▶ What to produce
Copy the lines exactly as they appear, starting with the first line of the records and ending with the line that contains "순서대로 행 변경을 돌려준다".

▶ Source data
****************

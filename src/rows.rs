//! WRITE/UPDATE/DELETE_ROWS 본문 디코딩

use crate::binlog::RowsEventData;
use crate::error::{CdcError, Result};
use crate::events::{OperationType, RowImage};
use crate::table_map::TableMetadataEntry;
use crate::value::{decode_value, CellValue};
use std::io::{Cursor, Read};

/// 행 하나의 변경 전/후 이미지
#[derive(Debug, Clone, PartialEq)]
pub struct RowChange {
    pub before: Option<RowImage>,
    pub after: Option<RowImage>,
}

pub struct RowEventDecoder;

impl RowEventDecoder {
    /// 서버가 기록한 순서대로 행 변경을 돌려준다
    pub fn decode(rows: &RowsEventData, table: &TableMetadataEntry) -> Result<Vec<RowChange>> {
        let operation = rows.event_type.operation().ok_or_else(|| {
            CdcError::ProtocolError(format!("{:?} is not a rows event", rows.event_type))
        })?;

        if rows.column_count > table.columns.len() {
            return Err(CdcError::ProtocolError(format!(
                "rows event for {} has {} columns, table map has {}",
                table.qualified_name(),
                rows.column_count,
                table.columns.len()
            )));
        }

        let present_after = rows
            .columns_present_after
            .as_deref()
            .unwrap_or(&rows.columns_present);

        let mut cursor = Cursor::new(&rows.rows[..]);
        let mut changes = Vec::new();

        while (cursor.position() as usize) < rows.rows.len() {
            let change = match operation {
                OperationType::Insert => RowChange {
                    before: None,
                    after: Some(read_image(&mut cursor, table, rows.column_count, &rows.columns_present)?),
                },
                OperationType::Delete => RowChange {
                    before: Some(read_image(&mut cursor, table, rows.column_count, &rows.columns_present)?),
                    after: None,
                },
                OperationType::Update => {
                    let before = read_image(&mut cursor, table, rows.column_count, &rows.columns_present)?;
                    let after = read_image(&mut cursor, table, rows.column_count, present_after)?;
                    RowChange {
                        before: Some(before),
                        after: Some(after),
                    }
                }
            };
            changes.push(change);
        }

        Ok(changes)
    }
}

fn bit_is_set(bitmap: &[u8], idx: usize) -> bool {
    bitmap
        .get(idx / 8)
        .map(|byte| byte & (1 << (idx % 8)) != 0)
        .unwrap_or(false)
}

/// NULL 비트맵(present 컬럼 수만큼) + 값들
fn read_image(
    cursor: &mut Cursor<&[u8]>,
    table: &TableMetadataEntry,
    column_count: usize,
    present: &[u8],
) -> Result<RowImage> {
    let present_count = (0..column_count).filter(|&i| bit_is_set(present, i)).count();
    let mut null_bitmap = vec![0u8; (present_count + 7) / 8];
    cursor
        .read_exact(&mut null_bitmap)
        .map_err(|e| CdcError::from(e).malformed("rows event"))?;

    let mut image = RowImage::new();
    let mut ordinal = 0;
    for (idx, column) in table.columns.iter().enumerate().take(column_count) {
        if !bit_is_set(present, idx) {
            continue;
        }

        let value = if bit_is_set(&null_bitmap, ordinal) {
            CellValue::Null
        } else {
            decode_value(cursor, column).map_err(|e| e.malformed("rows event"))?
        };
        image.push(column.name.clone(), value);
        ordinal += 1;
    }

    Ok(image)
}
//! 서버 복제 설정 검증
//!
//! row 이미지를 완전하게 디코딩하려면 다음 설정이 필요하다.
//! - binlog_format = ROW
//! - binlog_row_image = FULL
//! - binlog_row_metadata = FULL (컬럼명, 부호, 문자셋)
//! - gtid_mode = ON (MySQL 만)

use crate::error::{CdcError, Result};
use std::collections::HashMap;

/// 검증을 위해 조회하는 전역 변수
pub const REQUIRED_VARIABLES: &[&str] = &[
    "version",
    "binlog_format",
    "binlog_row_image",
    "binlog_row_metadata",
    "binlog_checksum",
    "gtid_mode",
];

const UNSET: &str = "<unset>";

/// 서버 종류
#[derive(Debug, Clone, Copy, PartialEq, Eq)]
pub enum ServerFlavor {
    MySql,
    MariaDb,
}

/// `SHOW GLOBAL VARIABLES` 결과 (이름은 소문자로 정규화)
#[derive(Debug, Clone, Default, PartialEq, Eq)]
pub struct ServerVariables {
    values: HashMap<String, String>,
}

impl ServerVariables {
    pub fn new() -> Self {
        Self::default()
    }

    pub fn with(mut self, name: &str, value: &str) -> Self {
        self.insert(name, value);
        self
    }

    pub fn insert(&mut self, name: &str, value: &str) {
        self.values.insert(name.to_ascii_lowercase(), value.to_string());
    }

    pub fn get(&self, name: &str) -> Option<&str> {
        self.values.get(&name.to_ascii_lowercase()).map(String::as_str)
    }

    pub fn flavor(&self) -> ServerFlavor {
        match self.get("version") {
            Some(version) if version.contains("MariaDB") => ServerFlavor::MariaDb,
            _ => ServerFlavor::MySql,
        }
    }
}

impl FromIterator<(String, String)> for ServerVariables {
    fn from_iter<I: IntoIterator<Item = (String, String)>>(iter: I) -> Self {
        let mut variables = ServerVariables::new();
        for (name, value) in iter {
            variables.insert(&name, &value);
        }
        variables
    }
}

pub struct ConfigValidator;

impl ConfigValidator {
    /// 첫 번째로 어긋난 설정을 ConfigurationError 로 돌려준다
    pub fn validate(variables: &ServerVariables) -> Result<ServerFlavor> {
        let flavor = variables.flavor();

        let mut checks = vec![
            ("binlog_format", "ROW"),
            ("binlog_row_image", "FULL"),
            ("binlog_row_metadata", "FULL"),
        ];
        if flavor == ServerFlavor::MySql {
            checks.push(("gtid_mode", "ON"));
        }

        for (variable, required) in checks {
            match variables.get(variable) {
                Some(actual) if actual.eq_ignore_ascii_case(required) => {}
                actual => {
                    return Err(CdcError::configuration(
                        variable,
                        required,
                        actual.unwrap_or(UNSET),
                    ))
                }
            }
        }

        Ok(flavor)
    }
}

****************

▶ Written solution
filename src/rows.rs
//! WRITE/UPDATE/DELETE_ROWS 본문 디코딩

use crate::binlog::RowsEventData;
use crate::error::{CdcError, Result};
use crate::events::{OperationType, RowImage};
use crate::table_map::TableMetadataEntry;
use crate::value::{decode_value, CellValue};
use std::io::{Cursor, Read};

/// 행 하나의 변경 전/후 이미지
#[derive(Debug, Clone, PartialEq)]
pub struct RowChange {
    pub before: Option<RowImage>,
    pub after: Option<RowImage>,
}

pub struct RowEventDecoder;

impl RowEventDecoder {
    /// 서버가 기록한 순서대로 행 변경을 돌려준다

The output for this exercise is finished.